真实世界恒古骨伤愈合剂治疗膝骨关节炎临床疗效和作用机制分析

Clinical Efficacy and Mechanism of Osteoking in Treatment of Knee Osteoarthritis Basedon Real-world Data

目的:探究真实世界恒古骨伤愈合剂治疗膝骨关节炎(KOA)的临床疗效和作用机制,为恒古骨伤愈合剂的临床合理用药提供依据。

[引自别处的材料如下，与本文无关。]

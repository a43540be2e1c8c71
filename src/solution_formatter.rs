use std::fmt::{self, Debug, Display, Formatter};

use crate::grid::Grid;
use crate::moves::Moves;
use crate::rules;
use crate::state::State;

/// Prints the initial state and then the state after every push
/// (or after every move with `include_steps`).
pub struct SolutionFormatter<'a> {
    grid: &'a Grid,
    initial_state: &'a State,
    moves: &'a Moves,
    include_steps: bool,
}

impl<'a> SolutionFormatter<'a> {
    pub(crate) fn new(
        grid: &'a Grid,
        initial_state: &'a State,
        moves: &'a Moves,
        include_steps: bool,
    ) -> Self {
        Self {
            grid,
            initial_state,
            moves,
            include_steps,
        }
    }
}

impl Display for SolutionFormatter<'_> {
    fn fmt(&self, f: &mut Formatter<'_>) -> fmt::Result {
        writeln!(f, "{}", self.grid.format_with_state(self.initial_state))?;
        let mut last_state = self.initial_state.clone();
        for &mov in self.moves {
            // moves from a different level stop the replay
            let new_state = match rules::try_apply(self.grid, mov.dir, &last_state) {
                Some(state) => state,
                None => return Err(fmt::Error),
            };
            if mov.is_push || self.include_steps {
                writeln!(f, "{}", self.grid.format_with_state(&new_state))?;
            }
            last_state = new_state;
        }
        Ok(())
    }
}

impl Debug for SolutionFormatter<'_> {
    fn fmt(&self, f: &mut Formatter<'_>) -> fmt::Result {
        write!(f, "{}", self)
    }
}
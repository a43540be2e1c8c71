use std::fmt::{self, Debug, Display, Formatter};

use crate::data::Dir;

#[derive(Clone, Copy, PartialEq, Eq, Hash)]
pub struct Move {
    pub dir: Dir,
    pub is_push: bool,
}

impl Move {
    pub(crate) fn new(dir: Dir, is_push: bool) -> Self {
        Move { dir, is_push }
    }
}

/// LURD notation - pushes are uppercase.
impl Display for Move {
    fn fmt(&self, f: &mut Formatter<'_>) -> fmt::Result {
        if self.is_push {
            write!(f, "{}", self.dir.to_command().to_ascii_uppercase())
        } else {
            write!(f, "{}", self.dir.to_command())
        }
    }
}

impl Debug for Move {
    fn fmt(&self, f: &mut Formatter<'_>) -> fmt::Result {
        write!(f, "{}", self)
    }
}

#[derive(Clone, Default, PartialEq, Eq, Hash)]
pub struct Moves(Vec<Move>);

impl Moves {
    pub(crate) fn new(moves: Vec<Move>) -> Self {
        Moves(moves)
    }

    pub fn move_cnt(&self) -> usize {
        self.0.len()
    }

    pub fn push_cnt(&self) -> usize {
        self.0.iter().filter(|m| m.is_push).count()
    }

    pub fn is_empty(&self) -> bool {
        self.0.is_empty()
    }

    /// The plain `udlr` command string, one char per move, no push information.
    pub fn to_commands(&self) -> String {
        self.0.iter().map(|m| m.dir.to_command()).collect()
    }

    pub fn iter(&self) -> ::std::slice::Iter<'_, Move> {
        self.0.iter()
    }
}

impl IntoIterator for Moves {
    type Item = Move;
    type IntoIter = ::std::vec::IntoIter<Move>;

    fn into_iter(self) -> Self::IntoIter {
        self.0.into_iter()
    }
}

impl<'a> IntoIterator for &'a Moves {
    type Item = &'a Move;
    type IntoIter = ::std::slice::Iter<'a, Move>;

    fn into_iter(self) -> Self::IntoIter {
        self.0.iter()
    }
}

impl Display for Moves {
    fn fmt(&self, f: &mut Formatter<'_>) -> fmt::Result {
        for mov in self {
            write!(f, "{}", mov)?;
        }
        Ok(())
    }
}

impl Debug for Moves {
    fn fmt(&self, f: &mut Formatter<'_>) -> fmt::Result {
        write!(f, "{}", self)
    }
}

方法:基于“恒古骨伤愈合剂治疗膝骨关节炎病例注册登记系统”资料,采用SPSS 26.0对638例应用过恒古骨伤愈合剂的KOA病例数据进行分析。临床数据来源于全国20家医院共同收集,时间为2020年5月至2021年12月。对患者的年龄、性别、体质量指数、疗程等指标进行描述性分析。采用Mann-WhitneyU检验比较治疗前后视觉模拟评分(VAS)评分和西安大略和麦克马斯特大学骨关节炎指数(WOMAC)评分的变化。并采用整合药理学研究平台(TCMIP)v2.0对恒古骨伤愈合剂治疗KOA的核心靶标进行关联网络分析。收集2022年10月至12月北京中医药大学第三附属医院就诊的KOA患者作为治疗组,共计20例,接受恒古骨伤愈合剂治疗,另招募健康志愿者20例作为对照组,采用酶联免疫吸附测定法(ELISA)测定两组患者血清相应的指标以验证网络分析结果。结果:使用恒古骨伤愈合剂治疗KOA患者共638例,其中单用组429例(67.24%),多于联用组209例(32.76%)。女性415例(65.05%),多于男性223例(34.95%),平均年龄(63.48±13.51)岁,平均体质量指数(BMI)为(24.09±2.98)kg·m^(-2),平均疗程(15.78±9.66)d;Kellgren-Lawrence(K-L)分级以Ⅱ级(46.24%)、Ⅲ级(34.64%)为主,临床分期分布以缓解期为主(82.45%)为主,临床分期与K-L分级不显著相关。通过聚类分析可以将证型归纳为气滞血瘀证、寒湿痹阻证、肝肾亏虚证。总体临床疗效评价显示,VAS评分治疗前(6.01±0.85)分,治疗后(2.54±1.73)分,VAS评分明显降低(P<0.05);WOMAC评分治疗前(93.25±25.91)分,治疗后(50.73±25.14)分,WOMAC明显降低(P<0.05)。网络分析发现,恒古骨伤愈合剂可能通过调节转化生长因子-β(TGF-β)、肿瘤坏死因子-α(TNF-α)和核转录因子-κB(NF-κB)信号通路发挥作用。实验验证结果显示,治疗后治疗组患者TGF-β1水平显著升高(P<0.01),核转录因子-κB p65(RELA)和肿瘤坏死因子(TNF)受体超家族成员1A(TNFRSF1A)水平均明显降低(P<0.05),这些相互协同的作用共同为KOA治疗提供了一种多维度和全面的疗效,从而有效地减轻患者关节疼痛及活动受限等症状。结论:恒古骨伤愈合剂治疗KOA疗效显著,可能通过多途径参与关节软骨代谢调节和炎症过程,为阐明其治疗KOA的多靶点作用机制提供了实验依据和理论支持。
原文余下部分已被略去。